Simplemente suena mejor


----------



## roxcyn

Opsidol, la razón:

Cuando uno dice: "No conozco a nadie que *pueda* (subjuntivo del presente)...." el verbo que sigue, siempre es en el subjuntivo.  

la oración es "....no conocía a nadie que le *pudiera* ayudar... (subjuntivo del pasado)"

Espero que entiendas...


----------



## Rayines

Te corrijo un poquito, roxcyn:





roxcyn said:


> Opsidol, la razón:
> 
> Cuando uno dice: "No conozco *(presente del indicativo)* a nadie que *pueda* (presente *del subjuntivo*)...." el verbo que sigue, siempre es en el subjuntivo.
> 
> la oración es "....no conocía *(pretérito imperfecto del indicativo) *a nadie que le *pudiera (pretérito del subjuntivo)* ayudar... "
> Espero que entiendas...


*Recuerda que indicativo y subjuntivo son modos verbales, y presente y pretérito, tiempos .*


----------



## roxcyn

Gracias por las correciones.  No quería escribir "indicativo" con el subjuntivo


----------



## Mirko_87

pudiera.............


----------



## Lillita

opsidol said:


> ¿Hay una razón para usar PUDIERA en lugar de las otras formas del verbo, o simplemente es esto una regla a la que hay que acostumbrarse?


 
Hmmm... Well, I am just guessing here but this is the way I see it:

If you are looking for something you have lost, you can say:
_Busco un coche que *tiene* dos puertas._​But if you are looking for something you would like to have, you would say:
_Busco un coche que *tenga* dos puertas._​The _Subjuntivo_ is used to talk about things that are _hypothetical_. In the first example, you could be looking for your car in a garage.
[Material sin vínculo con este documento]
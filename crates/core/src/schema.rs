//! Table schema generation (Functional Core - pure data).
//!
//! Translates attribute descriptors into the attribute definitions and key
//! schema a create-table call expects. Nothing here performs I/O.

use serde::{Deserialize, Serialize};

/// DynamoDB attribute types.
#[derive(Debug, Clone, Copy, PartialEq, Eq, Hash, Serialize, Deserialize)]
pub enum AttributeType {
    #[serde(rename = "B")]
    Binary,
    #[serde(rename = "BOOL")]
    Boolean,
    #[serde(rename = "BS")]
    BinarySet,
    #[serde(rename = "L")]
    List,
    #[serde(rename = "M")]
    Map,
    #[serde(rename = "N")]
    Number,
    #[serde(rename = "NS")]
    NumberSet,
    #[serde(rename = "NULL")]
    Null,
    #[serde(rename = "S")]
    String,
    #[serde(rename = "SS")]
    StringSet,
}

impl AttributeType {
    /// Returns the wire tag of the type (`S`, `N`, `BOOL`, ...).
    pub fn as_str(&self) -> &'static str {
        match self {
            AttributeType::Binary => "B",
            AttributeType::Boolean => "BOOL",
            AttributeType::BinarySet => "BS",
            AttributeType::List => "L",
            AttributeType::Map => "M",
            AttributeType::Number => "N",
            AttributeType::NumberSet => "NS",
            AttributeType::Null => "NULL",
            AttributeType::String => "S",
            AttributeType::StringSet => "SS",
        }
    }
}

/// Role of an attribute inside a key schema.
#[derive(Debug, Clone, Copy, PartialEq, Eq, Hash, Serialize, Deserialize)]
#[serde(rename_all = "UPPERCASE")]
pub enum KeyRole {
    /// Partition key.
    Hash,
    /// Sort key.
    Range,
}

impl KeyRole {
    pub fn as_str(&self) -> &'static str {
        match self {
            KeyRole::Hash => "HASH",
            KeyRole::Range => "RANGE",
        }
    }
}

/// An attribute taking part in a key, with its type and role.
#[derive(Debug, Clone, PartialEq, Eq, Serialize, Deserialize)]
pub struct AttributeDescriptor {
    pub name: String,
    pub attribute_type: AttributeType,
    pub role: KeyRole,
}

impl AttributeDescriptor {
    pub fn new(name: impl Into<String>, attribute_type: AttributeType, role: KeyRole) -> Self {
        Self {
            name: name.into(),
            attribute_type,
            role,
        }
    }

    /// String partition key.
    pub fn hash(name: impl Into<String>) -> Self {
        Self::new(name, AttributeType::String, KeyRole::Hash)
    }

    /// String sort key.
    pub fn range(name: impl Into<String>) -> Self {
        Self::new(name, AttributeType::String, KeyRole::Range)
    }
}

/// One entry of `AttributeDefinitions`.
#[derive(Debug, Clone, PartialEq, Eq, Serialize, Deserialize)]
pub struct AttributeDefinition {
    pub name: String,
    pub attribute_type: AttributeType,
}

/// One entry of `KeySchema`.
#[derive(Debug, Clone, PartialEq, Eq, Serialize, Deserialize)]
pub struct KeySchemaElement {
    pub name: String,
    pub role: KeyRole,
}

/// The two structures a create-table call derives from the key descriptors.
#[derive(Debug, Clone, Default, PartialEq, Eq, Serialize, Deserialize)]
pub struct TableSchema {
    pub attribute_definitions: Vec<AttributeDefinition>,
    pub key_schema: Vec<KeySchemaElement>,
}

/// Which attributes a secondary index copies from the base table.
#[derive(Debug, Clone, Default, PartialEq, Eq, Serialize, Deserialize)]
pub enum Projection {
    #[default]
    All,
    KeysOnly,
    Include(Vec<String>),
}

/// Global secondary index configuration.
#[derive(Debug, Clone, PartialEq, Eq, Serialize, Deserialize)]
pub struct SecondaryIndex {
    pub name: String,
    pub key_schema: Vec<AttributeDescriptor>,
    pub projection: Projection,
}

impl SecondaryIndex {
    /// Creates an index projecting all attributes.
    pub fn new(name: impl Into<String>, key_schema: Vec<AttributeDescriptor>) -> Self {
        Self {
            name: name.into(),
            key_schema,
            projection: Projection::All,
        }
    }

    pub fn with_projection(mut self, projection: Projection) -> Self {
        self.projection = projection;
        self
    }

    /// Key schema entries of the index, in declaration order.
    pub fn key_schema_elements(&self) -> Vec<KeySchemaElement> {
        self.key_schema
            .iter()
            .map(|descriptor| KeySchemaElement {
                name: descriptor.name.clone(),
                role: descriptor.role,
            })
            .collect()
    }
}

/// Pure function: fold the descriptors into a [`TableSchema`].
///
/// One attribute definition and one key schema entry is appended per
/// descriptor, in input order. Role uniqueness is not checked.
pub fn generate_table_schema(descriptors: &[AttributeDescriptor]) -> TableSchema {
    descriptors
        .iter()
        .fold(TableSchema::default(), |mut schema, descriptor| {
            schema.attribute_definitions.push(AttributeDefinition {
                name: descriptor.name.clone(),
                attribute_type: descriptor.attribute_type,
            });
            schema.key_schema.push(KeySchemaElement {
                name: descriptor.name.clone(),
                role: descriptor.role,
            });
            schema
        })
}

/// Pure function: declare the key attributes of every secondary index.
///
/// Index key attributes are appended in index order, then key order. An
/// attribute that is already declared is skipped, since the service rejects
/// duplicate declarations. An empty index list returns the schema unchanged.
pub fn add_secondary_index_attribute_definitions(
    schema: TableSchema,
    indexes: &[SecondaryIndex],
) -> TableSchema {
    indexes
        .iter()
        .flat_map(|index| index.key_schema.iter())
        .fold(schema, |mut schema, descriptor| {
            let declared = schema
                .attribute_definitions
                .iter()
                .any(|a| a.name == descriptor.name);

            if !declared {
                schema.attribute_definitions.push(AttributeDefinition {
                    name: descriptor.name.clone(),
                    attribute_type: descriptor.attribute_type,
                });
            }
            schema
        })
}

#[cfg(test)]
mod tests {
    use super::*;

    fn primary_key() -> Vec<AttributeDescriptor> {
        vec![AttributeDescriptor::hash("PK"), AttributeDescriptor::range("SK")]
    }

    fn gsi1() -> SecondaryIndex {
        SecondaryIndex::new(
            "GSI1",
            vec![
                AttributeDescriptor::hash("GSI1PK"),
                AttributeDescriptor::new("GSI1SK", AttributeType::Number, KeyRole::Range),
            ],
        )
    }

    #[test]
    fn test_generate_table_schema_preserves_order() {
        let schema = generate_table_schema(&primary_key());

        let names: Vec<&str> = schema
            .attribute_definitions
            .iter()
            .map(|a| a.name.as_str())
            .collect();
        assert_eq!(names, vec!["PK", "SK"]);

        let roles: Vec<KeyRole> = schema.key_schema.iter().map(|k| k.role).collect();
        assert_eq!(roles, vec![KeyRole::Hash, KeyRole::Range]);
    }

    #[test]
    fn test_generate_table_schema_keeps_types() {
        let schema = generate_table_schema(&[AttributeDescriptor::new(
            "row",
            AttributeType::Number,
            KeyRole::Hash,
        )]);

        assert_eq!(
            schema.attribute_definitions,
            vec![AttributeDefinition {
                name: "row".to_string(),
                attribute_type: AttributeType::Number,
            }]
        );
    }

    #[test]
    fn test_generate_table_schema_does_not_validate_roles() {
        let schema = generate_table_schema(&[
            AttributeDescriptor::hash("A"),
            AttributeDescriptor::hash("B"),
        ]);

        assert_eq!(schema.key_schema.len(), 2);
        assert!(schema.key_schema.iter().all(|k| k.role == KeyRole::Hash));
    }

    #[test]
    fn test_generate_table_schema_empty() {
        assert_eq!(generate_table_schema(&[]), TableSchema::default());
    }

    #[test]
    fn test_augment_without_indexes_is_identity() {
        let schema = generate_table_schema(&primary_key());
        assert_eq!(
            add_secondary_index_attribute_definitions(schema.clone(), &[]),
            schema
        );
    }

    #[test]
    fn test_augment_appends_index_keys_in_order() {
        let schema = add_secondary_index_attribute_definitions(
            generate_table_schema(&primary_key()),
            &[gsi1()],
        );

        let names: Vec<&str> = schema
            .attribute_definitions
            .iter()
            .map(|a| a.name.as_str())
            .collect();
        assert_eq!(names, vec!["PK", "SK", "GSI1PK", "GSI1SK"]);
        assert_eq!(
            schema.attribute_definitions[3].attribute_type,
            AttributeType::Number
        );
        // Index keys never leak into the table key schema
        assert_eq!(schema.key_schema.len(), 2);
    }

    #[test]
    fn test_augment_skips_already_declared_attributes() {
        let inverted = SecondaryIndex::new(
            "Inverted",
            vec![AttributeDescriptor::hash("SK"), AttributeDescriptor::range("PK")],
        );

        let schema = add_secondary_index_attribute_definitions(
            generate_table_schema(&primary_key()),
            &[inverted, gsi1()],
        );

        let names: Vec<&str> = schema
            .attribute_definitions
            .iter()
            .map(|a| a.name.as_str())
            .collect();
        assert_eq!(names, vec!["PK", "SK", "GSI1PK", "GSI1SK"]);
    }

    #[test]
    fn test_secondary_index_key_schema_elements() {
        let elements = gsi1().key_schema_elements();
        assert_eq!(elements[0].name, "GSI1PK");
        assert_eq!(elements[0].role, KeyRole::Hash);
        assert_eq!(elements[1].role, KeyRole::Range);
    }

    #[test]
    fn test_attribute_type_serializes_to_wire_tag() {
        let json = serde_json::to_string(&AttributeType::StringSet).unwrap();
        assert_eq!(json, "\"SS\"");
        assert_eq!(AttributeType::Boolean.as_str(), "BOOL");
        assert_eq!(KeyRole::Range.as_str(), "RANGE");
    }
}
You are thinking of a particular car, that's why you have to use _"Indicativo"_ _*(tiene)*_.
In the second example, you could be asking for a car with two doors that you would like to buy. Since you don't have a specific car in mind, you use the _"Subjuntivo" *(tenga)*._

It works the same way in your sentence, too. Since, however, it is in past tense, all the verbs take a step back in time:

Present tense:
_Se le *ocurre* que *no conoce* a nadie que le *pueda* ayudar._

*ocurre* (presente del indicativo) ---> *ocurrió* (pretérito indefinido del indicativo)
*conoce* (presente del indicativo) ---> *conocía* (pretérito imperfecto del indicativo)
*pueda* (presente del subjuntivo) ---> *pudiera/pudiese* (pretérito del subjuntivo)
Past tense:
_Se le *ocurrió* que *no conocía* a nadie que le *pudiera/pudiese* ayudar._


I hope it helps!


----------



## Ivy29

Lillita said:


> Hmmm... Well, I am just guessing here but this is the way I see it:
> 
> 
> 
> 
> 
> If you are looking for something you have lost, you can say:_Busco un coche que *tiene* dos puertas._​
> But if you are looking for something you would like to have, you would say:_Busco un coche que *tenga* dos puertas._​The _Subjuntivo_ is used to talk about things that are _hypothetical_. In the first example, you could be looking for your car in a garage. You are thinking of a particular car, that's why you have to use _"Indicativo"_ _*(tiene)*_.
> In the second example, you could be asking for a car with two doors that you would like to buy. Since you don't have a specific car in mind, you use the _"Subjuntivo" *(tenga)*._
> 
> It works the same way in your sentence, too. Since, however, it is in past tense, all the verbs take a step back in time:
> 
> Present tense:
> _Se le *ocurre* que *no conoce* a nadie que le *pueda* ayudar._
> 
> *ocurre* (presente del indicativo) ---> *ocurrió* (pretérito indefinido del indicativo)
> *conoce* (presente del indicativo) ---> *conocía* (pretérito imperfecto del indicativo)
> *pueda* (presente del subjuntivo) ---> *pudiera/pudiese* (pretérito del subjuntivo)
> Past tense:
> _Se le *ocurrió* que *no conocía* a nadie que le *pudiera/pudiese* ayudar._
> 
> 
> I hope it helps!


*Alrededor del presente:*

*Se le ocurre que no conoce a nadie que le pueda ayudar*
*Se le ocurre que no conoce a nadie que le haya podido ayudar*
*SE le ocurre que no conoce a nadie que le pudiera ayudar.*

*Pasado:*

*Se le ocurrió que no conocía a nadie que le pudiera/ese ayudar.*
*Se le ocurrió que no conocía a nadie que le podría ayudar*
*Se le ocurrió que no conocía a nadie que le podía ayudar.*

Ivy29


----------